About this exercise: Where the records below show a line containing "Ordered trace of", start copying; end with the line containing "let mut song", and copy it too.

Data excerpts:
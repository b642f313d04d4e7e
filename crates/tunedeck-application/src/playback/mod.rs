//! Playback Controller
//!
//! Owns the single playback session: fetches audio, wraps it in a blob,
//! drives a media handle and releases both when playback ends.
//!
//! # Module Structure
//!
//! - `controller`: [`PlaybackController`], the state machine and its resource bookkeeping

mod controller;

pub use controller::PlaybackController;
//! Library Service
//!
//! Mutations of the user's library: uploading local files or Spotify links and
//! deleting songs. Each successful mutation refreshes the catalog.

use crate::catalog::CatalogService;
use crate::playback::PlaybackController;
use crate::session::SessionHolder;
use std::path::Path;
use std::sync::Arc;
use tunedeck_core::api::{FileUpload, MusicApi};
use tunedeck_core::error::{Result, TunedeckError};
use tunedeck_core::song::Song;

/// Extensions the backend accepts for uploads.
pub const UPLOAD_EXTENSIONS: &[&str] = &["mp3", "wav", "ogg"];

const SPOTIFY_TRACK_MARKER: &str = "spotify.com/track/";

/// Optional tags sent alongside an uploaded file.
#[derive(Debug, Clone, Default)]
pub struct UploadMetadata {
    /// Defaults to the file stem when unset or blank.
    pub title: Option<String>,
    pub artist: Option<String>,
    pub album: Option<String>,
}

pub struct LibraryService {
    api: Arc<dyn MusicApi>,
    session: Arc<SessionHolder>,
    catalog: Arc<CatalogService>,
    playback: Arc<PlaybackController>,
}

impl LibraryService {
    pub fn new(
        api: Arc<dyn MusicApi>,
        session: Arc<SessionHolder>,
        catalog: Arc<CatalogService>,
        playback: Arc<PlaybackController>,
    ) -> Self {
        Self {
            api,
            session,
            catalog,
            playback,
        }
    }

    /// Uploads a local audio file.
    ///
    /// # Errors
    ///
    /// - `Validation`: the extension is not one of [`UPLOAD_EXTENSIONS`]
    /// - `Io`: the file could not be read
    /// - `NotAuthenticated`, or any error of the upload request
    pub async fn upload_file(&self, path: &Path, metadata: UploadMetadata) -> Result<Option<Song>> {
        let extension = path
            .extension()
            .and_then(|e| e.to_str())
            .map(str::to_ascii_lowercase)
            .unwrap_or_default();
        if !UPLOAD_EXTENSIONS.contains(&extension.as_str()) {
            return Err(TunedeckError::validation(format!(
                "Unsupported file type '{}'; expected one of: {}",
                path.display(),
                UPLOAD_EXTENSIONS.join(", ")
            )));
        }

        let token = self.session.require_token().await?;
        let bytes = tokio::fs::read(path).await?;

        let file_name = path
            .file_name()
            .map(|n| n.to_string_lossy().into_owned())
            .unwrap_or_else(|| format!("upload.{}", extension));
        let title = non_blank(metadata.title).unwrap_or_else(|| {
            path.file_stem()
                .map(|s| s.to_string_lossy().into_owned())
                .unwrap_or_else(|| file_name.clone())
        });

        tracing::info!(file = %file_name, size = bytes.len(), "Uploading file");
        let created = self
            .api
            .upload_file(
                &token,
                FileUpload {
                    file_name,
                    bytes,
                    title,
                    artist: non_blank(metadata.artist),
                    album: non_blank(metadata.album),
                },
            )
            .await?;

        self.refresh_after_mutation().await;
        Ok(created)
    }

    /// Asks the backend to import a Spotify track.
    pub async fn upload_link(&self, spotify_url: &str) -> Result<Option<Song>> {
        let spotify_url = spotify_url.trim();
        if !spotify_url.contains(SPOTIFY_TRACK_MARKER) {
            return Err(TunedeckError::validation(
                "Please provide a valid Spotify track URL",
            ));
        }

        let token = self.session.require_token().await?;
        tracing::info!(url = %spotify_url, "Importing Spotify track");
        let created = self.api.upload_link(&token, spotify_url).await?;

        self.refresh_after_mutation().await;
        Ok(created)
    }

    /// Deletes a song. Once the backend confirms, playback stops if the song is
    /// playing or still loading; a load in flight then completes as `Superseded`.
    ///
    /// An auth rejection is returned to the caller; it does not end the session.
    pub async fn delete(&self, song_id: &str) -> Result<()> {
        let token = self.session.require_token().await?;

        self.api
            .delete_song(&token, song_id)
            .await
            .inspect_err(|e| tracing::warn!(song_id = %song_id, "Delete failed: {}", e))?;
        tracing::info!(song_id = %song_id, "Song deleted");

        if self.playback.target_song_id().as_deref() == Some(song_id) {
            self.playback.stop();
        }

        self.refresh_after_mutation().await;
        Ok(())
    }

    /// The mutation already succeeded; a failed refresh only leaves the list stale.
    async fn refresh_after_mutation(&self) {
        if let Err(e) = self.catalog.refresh().await {
            tracing::warn!("Catalog refresh after library change failed: {}", e);
        }
    }
}

fn non_blank(value: Option<String>) -> Option<String> {
    value
        .map(|v| v.trim().to_string())
        .filter(|v| !v.is_empty())
}

#[cfg(test)]
mod tests {
    use super::*;
    use crate::test_support::{
        song, EventLog, MemoryBlobStore, MemoryTokenStore, MockMusicApi, RecordingMediaBackend,
    };
    use std::sync::Mutex;
    use tempfile::TempDir;
    use tunedeck_core::media::{BlobStore, PlaybackStatus};

    struct Fixture {
        library: LibraryService,
        api: Arc<MockMusicApi>,
        session: Arc<SessionHolder>,
        catalog: Arc<CatalogService>,
        playback: Arc<PlaybackController>,
        blobs: Arc<MemoryBlobStore>,
    }

    async fn fixture() -> Fixture {
        let log: EventLog = Arc::new(Mutex::new(Vec::new()));
        let api = Arc::new(MockMusicApi::new());
        let session = Arc::new(SessionHolder::new(
            api.clone(),
            Arc::new(MemoryTokenStore::default()),
        ));
        session.set_token("t1".to_string(), None).await.unwrap();
        let blobs = Arc::new(MemoryBlobStore::new(log.clone()));
        let catalog = Arc::new(CatalogService::new(api.clone(), session.clone()));
        let playback = Arc::new(PlaybackController::new(
            api.clone(),
            session.clone(),
            blobs.clone(),
            Arc::new(RecordingMediaBackend::new(log)),
        ));
        let library = LibraryService::new(
            api.clone(),
            session.clone(),
            catalog.clone(),
            playback.clone(),
        );
        Fixture {
            library,
            api,
            session,
            catalog,
            playback,
            blobs,
        }
    }

    #[tokio::test]
    async fn test_upload_file_defaults_title_to_stem() {
        let f = fixture().await;
        let dir = TempDir::new().unwrap();
        let path = dir.path().join("Night Drive.MP3");
        std::fs::write(&path, b"ID3 fake").unwrap();

        let created = f
            .library
            .upload_file(&path, UploadMetadata {
                artist: Some("  Kavinsky ".to_string()),
                album: Some("   ".to_string()),
                ..Default::default()
            })
            .await
            .unwrap();

        assert_eq!(created.unwrap().id, "9");
        let uploads = f.api.uploads.lock().unwrap();
        assert_eq!(uploads[0].file_name, "Night Drive.MP3");
        assert_eq!(uploads[0].title, "Night Drive");
        assert_eq!(uploads[0].artist.as_deref(), Some("Kavinsky"));
        assert!(uploads[0].album.is_none());
        assert_eq!(uploads[0].bytes, b"ID3 fake");
        assert!(f.catalog.find("9").is_some());
    }

    #[tokio::test]
    async fn test_upload_rejects_unknown_extension() {
        let f = fixture().await;
        let dir = TempDir::new().unwrap();
        let path = dir.path().join("notes.txt");
        std::fs::write(&path, b"hello").unwrap();

        let err = f
            .library
            .upload_file(&path, UploadMetadata::default())
            .await
            .unwrap_err();

        assert!(matches!(err, TunedeckError::Validation(_)));
        assert_eq!(f.api.call_count(), 0);
    }

    #[tokio::test]
    async fn test_upload_missing_file_is_io_error() {
        let f = fixture().await;
        let dir = TempDir::new().unwrap();

        let err = f
            .library
            .upload_file(&dir.path().join("gone.wav"), UploadMetadata::default())
            .await
            .unwrap_err();

        assert!(err.is_io());
        assert_eq!(f.api.calls_to("upload"), 0);
    }

    #[tokio::test]
    async fn test_upload_link_validates_url() {
        let f = fixture().await;

        let err = f
            .library
            .upload_link("https://example.com/track/1")
            .await
            .unwrap_err();
        assert!(matches!(err, TunedeckError::Validation(_)));
        assert_eq!(f.api.call_count(), 0);

        f.library
            .upload_link(" https://open.spotify.com/track/abc ")
            .await
            .unwrap();
        assert_eq!(f.api.calls_to("upload_link"), 1);
        assert_eq!(f.api.calls_to("list"), 1);
    }

    #[tokio::test]
    async fn test_delete_current_song_stops_playback() {
        let f = fixture().await;
        f.catalog.refresh().await.unwrap();
        f.playback.play(&song("1", "X")).await.unwrap();

        f.library.delete("1").await.unwrap();

        assert_eq!(f.playback.status(), PlaybackStatus::Idle);
        assert_eq!(f.blobs.stats().live(), 0);
        assert!(f.catalog.find("1").is_none());
        assert_eq!(f.catalog.songs().len(), 1);
    }

    #[tokio::test]
    async fn test_delete_other_song_keeps_playing() {
        let f = fixture().await;
        f.playback.play(&song("1", "X")).await.unwrap();

        f.library.delete("2").await.unwrap();

        assert_eq!(f.playback.status(), PlaybackStatus::Playing);
        assert_eq!(f.playback.current_song_id().as_deref(), Some("1"));
    }

    #[tokio::test]
    async fn test_delete_loading_song_cancels_load() {
        let f = fixture().await;
        let a = song("1", "X");
        let gate = f.api.gate(&a.file_path);

        let load = f.playback.play(&a);
        let delete = async {
            tokio::task::yield_now().await;
            assert_eq!(f.playback.status(), PlaybackStatus::Loading);
            let result = f.library.delete("1").await;
            gate.notify_one();
            result
        };
        let (load_result, delete_result) = tokio::join!(load, delete);

        delete_result.unwrap();
        assert!(load_result.unwrap_err().is_superseded());
        assert_eq!(f.playback.status(), PlaybackStatus::Idle);
        assert!(f.playback.target_song_id().is_none());
        assert_eq!(f.blobs.stats().acquired, 0);
        assert_eq!(f.blobs.stats().live(), 0);
    }

    #[tokio::test]
    async fn test_delete_auth_failure_keeps_session() {
        let f = fixture().await;
        f.playback.play(&song("1", "X")).await.unwrap();
        *f.api.delete_failure.lock().unwrap() = Some(TunedeckError::auth(401, "expired"));

        let err = f.library.delete("1").await.unwrap_err();

        assert!(err.is_auth_rejection());
        assert!(f.session.is_authenticated().await);
        assert_eq!(f.playback.status(), PlaybackStatus::Playing);
        assert_eq!(f.api.calls_to("list"), 0);
    }
}
//! Hand-written fakes of the core traits, shared by the service tests.

use async_trait::async_trait;
use std::collections::{HashMap, HashSet, VecDeque};
use std::path::PathBuf;
use std::sync::atomic::{AtomicU64, Ordering};
use std::sync::{Arc, Mutex};
use tokio::sync::Notify;
use tunedeck_core::api::{AudioPayload, FileUpload, MusicApi};
use tunedeck_core::media::{
    BlobStats, BlobStore, MediaBackend, MediaEvent, MediaHandle, MediaResource, ObjectUrl,
};
use tunedeck_core::session::{StoredSession, TokenStore};
use tunedeck_core::song::{AudioFormat, Song};
use tunedeck_core::transfer::SaveTarget;
use tunedeck_core::user::{AuthGrant, Credentials, Registration, UserProfile};
use tunedeck_core::{Result, TunedeckError};

/// Ordered trace of side effects across fakes ("create:..", "revoke:..", "pause:..").
pub type EventLog = Arc<Mutex<Vec<String>>>;

pub fn song(id: &str, title: &str) -> Song {
    let mut song = Song::new(id, title, format!("{}.mp3", id));
    song.duration = Some(120.0);
    song
}

// ============================================================================
// MusicApi
// ============================================================================

pub struct MockMusicApi {
    pub songs: Mutex<Vec<Song>>,
    /// Errors to return instead of audio, keyed by file path.
    pub audio_failures: Mutex<HashMap<String, TunedeckError>>,
    pub list_failure: Mutex<Option<TunedeckError>>,
    pub profile_failure: Mutex<Option<TunedeckError>>,
    pub delete_failure: Mutex<Option<TunedeckError>>,
    /// Fetches for these file paths wait until notified.
    gates: Mutex<HashMap<String, Arc<Notify>>>,
    /// `"<endpoint> <token>"` per call.
    pub calls: Mutex<Vec<String>>,
    pub audio_requests: Mutex<Vec<(String, Option<AudioFormat>)>>,
    pub uploads: Mutex<Vec<FileUpload>>,
}

impl MockMusicApi {
    pub fn new() -> Self {
        Self {
            songs: Mutex::new(vec![song("1", "X"), song("2", "Y")]),
            audio_failures: Mutex::new(HashMap::new()),
            list_failure: Mutex::new(None),
            profile_failure: Mutex::new(None),
            delete_failure: Mutex::new(None),
            gates: Mutex::new(HashMap::new()),
            calls: Mutex::new(Vec::new()),
            audio_requests: Mutex::new(Vec::new()),
            uploads: Mutex::new(Vec::new()),
        }
    }

    pub fn gate(&self, file_path: &str) -> Arc<Notify> {
        let notify = Arc::new(Notify::new());
        self.gates
            .lock()
            .unwrap()
            .insert(file_path.to_string(), notify.clone());
        notify
    }

    pub fn fail_audio(&self, file_path: &str, err: TunedeckError) {
        self.audio_failures
            .lock()
            .unwrap()
            .insert(file_path.to_string(), err);
    }

    pub fn call_count(&self) -> usize {
        self.calls.lock().unwrap().len()
    }

    pub fn calls_to(&self, endpoint: &str) -> usize {
        self.calls
            .lock()
            .unwrap()
            .iter()
            .filter(|c| c.starts_with(endpoint))
            .count()
    }

    fn record(&self, endpoint: &str, token: &str) {
        self.calls
            .lock()
            .unwrap()
            .push(format!("{} {}", endpoint, token));
    }
}

#[async_trait]
impl MusicApi for MockMusicApi {
    async fn login(&self, credentials: &Credentials) -> Result<AuthGrant> {
        self.record("login", "-");
        if credentials.username == "u" && credentials.password == "p" {
            Ok(AuthGrant {
                token: "t1".to_string(),
                user: UserProfile::from_username("u"),
            })
        } else {
            Err(TunedeckError::auth(401, "Invalid credentials"))
        }
    }

    async fn register(&self, registration: &Registration) -> Result<AuthGrant> {
        self.record("register", "-");
        if registration.username == "taken" {
            return Err(TunedeckError::auth(422, "Username already exists"));
        }
        Ok(AuthGrant {
            token: "t2".to_string(),
            user: UserProfile::from_username(registration.username.clone()),
        })
    }

    async fn profile(&self, token: &str) -> Result<UserProfile> {
        self.record("profile", token);
        if let Some(err) = self.profile_failure.lock().unwrap().clone() {
            return Err(err);
        }
        Ok(UserProfile {
            id: "42".to_string(),
            username: "u".to_string(),
            email: Some("u@example.com".to_string()),
        })
    }

    async fn list_songs(&self, token: &str) -> Result<Vec<Song>> {
        self.record("list", token);
        if let Some(err) = self.list_failure.lock().unwrap().clone() {
            return Err(err);
        }
        Ok(self.songs.lock().unwrap().clone())
    }

    async fn fetch_audio(
        &self,
        token: &str,
        file_path: &str,
        format: Option<AudioFormat>,
    ) -> Result<AudioPayload> {
        self.record("stream", token);
        self.audio_requests
            .lock()
            .unwrap()
            .push((file_path.to_string(), format));

        let gate = self.gates.lock().unwrap().remove(file_path);
        if let Some(gate) = gate {
            gate.notified().await;
        }

        if let Some(err) = self.audio_failures.lock().unwrap().get(file_path).cloned() {
            return Err(err);
        }
        Ok(AudioPayload {
            bytes: format!("audio:{}", file_path).into_bytes(),
            content_type: Some(format.unwrap_or_default().mime_type().to_string()),
        })
    }

    async fn upload_file(&self, token: &str, upload: FileUpload) -> Result<Option<Song>> {
        self.record("upload", token);
        let created = Song::new("9", upload.title.clone(), upload.file_name.clone());
        self.uploads.lock().unwrap().push(upload);
        self.songs.lock().unwrap().push(created.clone());
        Ok(Some(created))
    }

    async fn upload_link(&self, token: &str, _spotify_url: &str) -> Result<Option<Song>> {
        self.record("upload_link", token);
        Ok(None)
    }

    async fn delete_song(&self, token: &str, song_id: &str) -> Result<()> {
        self.record("delete", token);
        if let Some(err) = self.delete_failure.lock().unwrap().clone() {
            return Err(err);
        }
        self.songs.lock().unwrap().retain(|s| s.id != song_id);
        Ok(())
    }
}

// ============================================================================
// TokenStore
// ============================================================================

#[derive(Default)]
pub struct MemoryTokenStore {
    pub stored: Mutex<Option<StoredSession>>,
    pub saves: AtomicU64,
}

impl MemoryTokenStore {
    pub fn with_token(token: &str) -> Self {
        Self {
            stored: Mutex::new(Some(StoredSession::new(token, Some("u".to_string())))),
            saves: AtomicU64::new(0),
        }
    }

    pub fn token(&self) -> Option<String> {
        self.stored.lock().unwrap().as_ref().map(|s| s.token.clone())
    }
}

#[async_trait]
impl TokenStore for MemoryTokenStore {
    async fn load(&self) -> Result<Option<StoredSession>> {
        Ok(self.stored.lock().unwrap().clone())
    }

    async fn save(&self, session: &StoredSession) -> Result<()> {
        self.saves.fetch_add(1, Ordering::SeqCst);
        *self.stored.lock().unwrap() = Some(session.clone());
        Ok(())
    }

    async fn clear(&self) -> Result<()> {
        *self.stored.lock().unwrap() = None;
        Ok(())
    }
}

// ============================================================================
// BlobStore
// ============================================================================

pub struct MemoryBlobStore {
    log: EventLog,
    live: Mutex<HashSet<ObjectUrl>>,
    next: AtomicU64,
    acquired: AtomicU64,
    revoked: AtomicU64,
}

impl MemoryBlobStore {
    pub fn new(log: EventLog) -> Self {
        Self {
            log,
            live: Mutex::new(HashSet::new()),
            next: AtomicU64::new(1),
            acquired: AtomicU64::new(0),
            revoked: AtomicU64::new(0),
        }
    }

    pub fn live_urls(&self) -> Vec<ObjectUrl> {
        self.live.lock().unwrap().iter().cloned().collect()
    }
}

impl BlobStore for MemoryBlobStore {
    fn create(&self, bytes: &[u8], mime_type: &str) -> Result<MediaResource> {
        let n = self.next.fetch_add(1, Ordering::SeqCst);
        let url = ObjectUrl::new(format!("blob:test/{}", n));
        self.live.lock().unwrap().insert(url.clone());
        self.acquired.fetch_add(1, Ordering::SeqCst);
        self.log.lock().unwrap().push(format!("create:{}", url));
        Ok(MediaResource {
            url,
            location: PathBuf::from(format!("/virtual/blob-{}", n)),
            mime_type: mime_type.to_string(),
            size: bytes.len() as u64,
        })
    }

    fn revoke(&self, url: &ObjectUrl) {
        if self.live.lock().unwrap().remove(url) {
            self.revoked.fetch_add(1, Ordering::SeqCst);
            self.log.lock().unwrap().push(format!("revoke:{}", url));
        }
    }

    fn stats(&self) -> BlobStats {
        BlobStats {
            acquired: self.acquired.load(Ordering::SeqCst),
            revoked: self.revoked.load(Ordering::SeqCst),
        }
    }
}

// ============================================================================
// MediaBackend
// ============================================================================

#[derive(Debug, Default)]
pub struct HandleState {
    pub url: String,
    pub playing: bool,
    pub position: f64,
    pub duration: Option<f64>,
    pub gain: f32,
    pub position_sets: Vec<f64>,
    pub gain_sets: Vec<f32>,
    pub detached: bool,
    pub queued: VecDeque<MediaEvent>,
}

pub struct RecordingMediaBackend {
    log: EventLog,
    pub handles: Mutex<Vec<Arc<Mutex<HandleState>>>>,
    pub fail_open: Mutex<bool>,
    pub fail_play: Mutex<bool>,
}

impl RecordingMediaBackend {
    pub fn new(log: EventLog) -> Self {
        Self {
            log,
            handles: Mutex::new(Vec::new()),
            fail_open: Mutex::new(false),
            fail_play: Mutex::new(false),
        }
    }

    pub fn handle(&self, index: usize) -> Arc<Mutex<HandleState>> {
        self.handles.lock().unwrap()[index].clone()
    }

    pub fn last(&self) -> Arc<Mutex<HandleState>> {
        self.handles
            .lock()
            .unwrap()
            .last()
            .cloned()
            .expect("no handle opened")
    }

    pub fn opened(&self) -> usize {
        self.handles.lock().unwrap().len()
    }

    pub fn push_event(&self, event: MediaEvent) {
        self.last().lock().unwrap().queued.push_back(event);
    }
}

struct RecordingHandle {
    log: EventLog,
    state: Arc<Mutex<HandleState>>,
    fail_play: bool,
}

impl MediaBackend for RecordingMediaBackend {
    fn open(
        &self,
        resource: &MediaResource,
        duration_hint: Option<f64>,
    ) -> Result<Box<dyn MediaHandle>> {
        if *self.fail_open.lock().unwrap() {
            return Err(TunedeckError::media("cannot decode"));
        }
        let state = Arc::new(Mutex::new(HandleState {
            url: resource.url.to_string(),
            duration: duration_hint,
            gain: 1.0,
            ..Default::default()
        }));
        self.handles.lock().unwrap().push(state.clone());
        self.log
            .lock()
            .unwrap()
            .push(format!("open:{}", resource.url));
        Ok(Box::new(RecordingHandle {
            log: self.log.clone(),
            state,
            fail_play: *self.fail_play.lock().unwrap(),
        }))
    }
}

impl MediaHandle for RecordingHandle {
    fn play(&mut self) -> Result<()> {
        if self.fail_play {
            return Err(TunedeckError::media("autoplay blocked"));
        }
        self.state.lock().unwrap().playing = true;
        Ok(())
    }

    fn pause(&mut self) {
        let mut state = self.state.lock().unwrap();
        state.playing = false;
        self.log.lock().unwrap().push(format!("pause:{}", state.url));
    }

    fn set_position(&mut self, seconds: f64) {
        let mut state = self.state.lock().unwrap();
        state.position = seconds;
        state.position_sets.push(seconds);
    }

    fn position(&self) -> f64 {
        self.state.lock().unwrap().position
    }

    fn duration(&self) -> Option<f64> {
        self.state.lock().unwrap().duration
    }

    fn set_gain(&mut self, gain: f32) {
        let mut state = self.state.lock().unwrap();
        state.gain = gain;
        state.gain_sets.push(gain);
    }

    fn poll_events(&mut self) -> Vec<MediaEvent> {
        let mut state = self.state.lock().unwrap();
        if state.detached {
            return Vec::new();
        }
        state.queued.drain(..).collect()
    }

    fn detach(&mut self) {
        let mut state = self.state.lock().unwrap();
        state.detached = true;
        self.log.lock().unwrap().push(format!("detach:{}", state.url));
    }
}

// ============================================================================
// SaveTarget
// ============================================================================

#[derive(Default)]
pub struct RecordingSaveTarget {
    /// `(file_name, blob url)` per save.
    pub saved: Mutex<Vec<(String, String)>>,
}

#[async_trait]
impl SaveTarget for RecordingSaveTarget {
    async fn save(&self, file_name: &str, resource: &MediaResource) -> Result<PathBuf> {
        self.saved
            .lock()
            .unwrap()
            .push((file_name.to_string(), resource.url.to_string()));
        Ok(PathBuf::from("/downloads").join(file_name))
    }
}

Solution to this exercise:
/// Ordered trace of side effects across fakes ("create:..", "revoke:..", "pause:..").
pub type EventLog = Arc<Mutex<Vec<String>>>;

pub fn song(id: &str, title: &str) -> Song {
    let mut song = Song::new(id, title, format!("{}.mp3", id));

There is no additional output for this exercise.